Dans sa vie médiatique, elle aura souvent été qualifiée de « bête de foire », cette expression recoupant celle de « faible bête » dans la parole maternelle au moment de son enterrement et rapprochant Lolo Ferrari des personnages de La Monstrueuse Parade, étrangetés physiques exhibées comme monstres. Si Lacan indiquait à propos des monstres qu’ils « obsédaient beaucoup ceux qui, les derniers au XVIIIe siècle, donnaient encore un sens au mot de Nature »[ii], avec Lolo Ferrari on a quitté le registre de la nature pour entrevoir un usage moderne de la science, créant dans le réel un corps dont elle aimait qu’il « pousse à l’extrême ».

« Monstre » est dérivé du latin monstrare, montrer, indiquer, soit l’action de donner à voir. On pourrait encore dire que le monstre, comme figure de l’Autre le plus étranger, indique un point de réel qui ne saurait être vu, la Chose, « hostile à l’occasion ». Face au monstre, c’est un voir qui est mis en jeu, mais aussi le point d’un regard, exemplifié par la tête de Méduse, tout oeil, tête coupée, objet mort séparé du corps, objet a.

La présence du regard pour Lolo Ferrari s’incarne dans les appareils qui l’ont photographiée, donnant à voir l’image qu’elle est restée, corps chirurgicalement mortifié, qu’Hervé Castanet compare à la sculpture.

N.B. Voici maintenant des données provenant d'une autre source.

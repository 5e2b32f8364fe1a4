//! Request and response types for OpenAI-compatible chat and embedding APIs

use serde::{Deserialize, Serialize};

/// Role of a message in a conversation
#[derive(Debug, Clone, Copy, PartialEq, Eq, Serialize, Deserialize)]
#[serde(rename_all = "lowercase")]
pub enum MessageRole {
    System,
    User,
    Assistant,
}

impl std::fmt::Display for MessageRole {
    fn fmt(&self, f: &mut std::fmt::Formatter<'_>) -> std::fmt::Result {
        match self {
            MessageRole::System => write!(f, "system"),
            MessageRole::User => write!(f, "user"),
            MessageRole::Assistant => write!(f, "assistant"),
        }
    }
}

#[derive(Debug, Clone, Serialize, Deserialize)]
pub struct Message {
    pub role: MessageRole,
    pub content: String,
}

impl Message {
    pub fn new(role: MessageRole, content: impl Into<String>) -> Self {
        Self {
            role,
            content: content.into(),
        }
    }

    pub fn system(content: impl Into<String>) -> Self {
        Self::new(MessageRole::System, content)
    }

    pub fn user(content: impl Into<String>) -> Self {
        Self::new(MessageRole::User, content)
    }
}

/// `{"type": "json_object"}` asks the server for a bare JSON reply
#[derive(Debug, Clone, Serialize)]
pub struct ResponseFormat {
    #[serde(rename = "type")]
    pub format_type: &'static str,
}

/// Request body for chat completions
#[derive(Debug, Clone, Serialize)]
pub struct ChatRequest {
    pub model: String,
    pub messages: Vec<Message>,
    #[serde(skip_serializing_if = "Option::is_none")]
    pub temperature: Option<f32>,
    #[serde(skip_serializing_if = "Option::is_none")]
    pub max_tokens: Option<usize>,
    #[serde(skip_serializing_if = "Option::is_none")]
    pub response_format: Option<ResponseFormat>,
}

impl ChatRequest {
    pub fn new(model: impl Into<String>, messages: Vec<Message>) -> Self {
        Self {
            model: model.into(),
            messages,
            temperature: None,
            max_tokens: None,
            response_format: None,
        }
    }

    pub fn with_temperature(mut self, temperature: f32) -> Self {
        self.temperature = Some(temperature);
        self
    }

    pub fn with_max_tokens(mut self, max_tokens: usize) -> Self {
        self.max_tokens = Some(max_tokens);
        self
    }

    pub fn json_mode(mut self) -> Self {
        self.response_format = Some(ResponseFormat {
            format_type: "json_object",
        });
        self
    }
}

#[derive(Debug, Clone, Deserialize)]
pub struct Usage {
    pub prompt_tokens: u32,
    #[serde(default)]
    pub completion_tokens: u32,
}

#[derive(Debug, Clone, Deserialize)]
pub struct Choice {
    pub message: Message,
    #[serde(default)]
    pub finish_reason: Option<String>,
}

/// Response from the chat completions API
#[derive(Debug, Clone, Deserialize)]
pub struct ChatResponse {
    #[serde(default)]
    pub model: String,
    pub choices: Vec<Choice>,
    pub usage: Option<Usage>,
}

impl ChatResponse {
    /// Content of the first choice
    pub fn content(&self) -> Option<&str> {
        self.choices.first().map(|c| c.message.content.as_str())
    }
}

/// Request body for batch embeddings
#[derive(Debug, Clone, Serialize)]
pub struct EmbeddingRequest {
    pub model: String,
    pub input: Vec<String>,
}

#[derive(Debug, Clone, Deserialize)]
pub struct EmbeddingData {
    /// Position of this vector in the request batch
    pub index: usize,
    pub embedding: Vec<f32>,
}

#[derive(Debug, Clone, Deserialize)]
pub struct EmbeddingResponse {
    pub data: Vec<EmbeddingData>,
    #[serde(default)]
    pub model: String,
    pub usage: Option<Usage>,
}

impl EmbeddingResponse {
    /// Vectors in request order
    pub fn into_vectors(mut self) -> Vec<Vec<f32>> {
        self.data.sort_by_key(|d| d.index);
        self.data.into_iter().map(|d| d.embedding).collect()
    }
}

Lolo n’est pas un emblème de féminité, nul maniement du semblant par la mascarade. Plutôt, pouvait-elle dire qu’homme, elle aurait été un travesti, eux qu’elle louait pour leur goût de la beauté. La beauté ici prend les espèces de l’exagération, de l’incarnation de La femme qui existerait : grossissement de traits liés à la catégorie des « femmes pulpeuses », bouche gonflée, seins opérés à répétition, jusqu’à leur taille définitive modelée sur une pièce d’avion.

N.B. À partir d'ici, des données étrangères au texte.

impl Extractor {
    pub fn new(client: Arc<dyn StructuredCompletion>, config: &ExtractionConfig) -> Self {
        Self {
            client,
            max_gleaning_passes: config.max_gleaning_passes,
        }
    }

    pub fn with_gleaning_passes(mut self, passes: u32) -> Self {
        self.max_gleaning_passes = passes;
        self
    }

    /// Extract candidates from one chunk
    ///
    /// Fails only when the initial pass cannot produce schema-valid output
    /// after one stricter retry, or the client itself fails. A failing
    /// gleaning pass ends gleaning and keeps what was already found.
    pub async fn extract(&self, chunk: &Chunk) -> Result<ExtractionOutput> {
        let text = truncate_content(&chunk.text, MAX_PROMPT_CHARS);
        let schema = extraction_schema();
        let mut acc = Accumulator::new(&chunk.id);

        let initial: LlmExtractionResponse = self
            .complete_validated(&build_extraction_prompt(&text), &schema)
            .await?;
        acc.absorb(initial);
        acc.output.passes = 1;

        for pass in 1..=self.max_gleaning_passes {
            let prompt = build_gleaning_prompt(&text, &acc.found_names());
            let response: LlmExtractionResponse = match self.complete_validated(&prompt, &schema).await {
                Ok(response) => response,
                Err(e) => {
                    warn!(chunk_id = %chunk.id, pass, error = %e, "Gleaning pass failed; keeping earlier results");
                    break;
                }
            };
            acc.output.passes += 1;
            let added = acc.absorb(response);
            debug!(chunk_id = %chunk.id, pass, added, "Gleaning pass complete");
            if added == 0 {
                break;
            }
        }

        let output = acc.output;
        if output.rejected > 0 {
            warn!(chunk_id = %chunk.id, rejected = output.rejected, "Dropped items outside the type schema");
        }
        info!(
            chunk_id = %chunk.id,
            entities = output.entities.len(),
            relationships = output.relationships.len(),
            passes = output.passes,
            coerced = output.coerced,
            "Chunk extracted"
        );
        Ok(output)
    }

    /// Extract learning events from a conversation transcript
    ///
    /// Events below `min_confidence` and events with an unknown type are
    /// dropped before anything is persisted.
    pub async fn extract_learning_events(
        &self,
        student_id: &str,
        transcript: &str,
        min_confidence: f32,
    ) -> Result<Vec<LearningEvent>> {
        let prompt = build_event_prompt(&truncate_content(transcript, MAX_PROMPT_CHARS));
        let response: LlmEventResponse = self.complete_validated(&prompt, &event_schema()).await?;

        let mut seen = HashSet::new();
        let mut events = Vec::new();
        for raw in response.events {
            let Some(event_type) = LearningEventType::parse(&raw.event_type) else {
                debug!(event_type = %raw.event_type, "Dropped event with unknown type");
                continue;
            };
            if raw.concept.trim().is_empty() || raw.confidence < min_confidence {
                continue;
            }
            let event = LearningEvent::new(
                student_id,
                raw.concept.trim(),
                event_type,
                raw.confidence,
                raw.evidence.trim(),
            );
            if seen.insert(event.idempotency_key()) {
                events.push(event);
            }
        }

        debug!(student_id, events = events.len(), "Learning events extracted");
        Ok(events)
    }

    /// One completion validated against `T`, retried once with a stricter
    /// instruction on schema violation
    async fn complete_validated<T>(&self, prompt: &str, schema: &Value) -> Result<T>
    where
        T: for<'de> Deserialize<'de>,
    {
        match self.complete_once(prompt, schema).await {
            Err(Error::SchemaViolation(reason)) => {
                warn!(reason = %reason, "Extraction output violated the schema; retrying strictly");
                let strict = format!("{}\n\n{}", prompt, STRICT_SUFFIX);
                self.complete_once(&strict, schema).await
            }
            other => other,
        }
    }

    async fn complete_once<T>(&self, prompt: &str, schema: &Value) -> Result<T>
    where
        T: for<'de> Deserialize<'de>,
    {
        let value = self.client.complete(prompt, schema).await?;
        serde_json::from_value(value).map_err(|e| Error::SchemaViolation(e.to_string()))
    }
}

#[derive(Debug, Deserialize)]
struct LlmExtractionResponse {
    #[serde(default)]
    entities: Vec<ExtractedEntity>,
    #[serde(default)]
    relationships: Vec<ExtractedRelationship>,
}

#[derive(Debug, Deserialize)]
struct ExtractedEntity {
    #[serde(default)]
    name: String,
    #[serde(rename = "type", default)]
    entity_type: Option<String>,
    description: Option<String>,
}

#[derive(Debug, Deserialize)]
struct ExtractedRelationship {
    #[serde(default)]
    source: String,
    #[serde(default)]
    target: String,
    #[serde(rename = "type", default)]
    relationship_type: String,
    description: Option<String>,
}
//! LLM integration - OpenAI-compatible API
//!
//! This module provides:
//! - HTTP client for chat completions and embeddings
//! - Request/response types matching the OpenAI API
//! - JSON extraction from model replies
//! - Model-backed adjudication and community summaries

mod client;
mod json;
mod roles;
mod types;

pub use client::{LlmClient, LlmClientBuilder};
pub use json::{extract_json_from_response, missing_required_fields};
pub use roles::{LlmAdjudicator, LlmSummarizer};
pub use types::{
    ChatRequest, ChatResponse, Choice, EmbeddingData, EmbeddingRequest, EmbeddingResponse, Message,
    MessageRole, ResponseFormat, Usage,
};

En 1990, âgée de vingt-sept ans, Ève Valois débute les opérations, aidée de son mari qui dessine les plans de ses seins. Le couple bâtit un corps et un nom à Lolo Ferrari, qui commence à s’exhiber sur scène. Strip-tease, clips vidéos, pornographie, concentrent le regard sur des plus-de-corps qu’elle ne voulait pas sexualisés. Ses seins, comme « garde-fou, contre les gens, contre la vie » lui font, comme elle a pu le dire, office de « remparts ».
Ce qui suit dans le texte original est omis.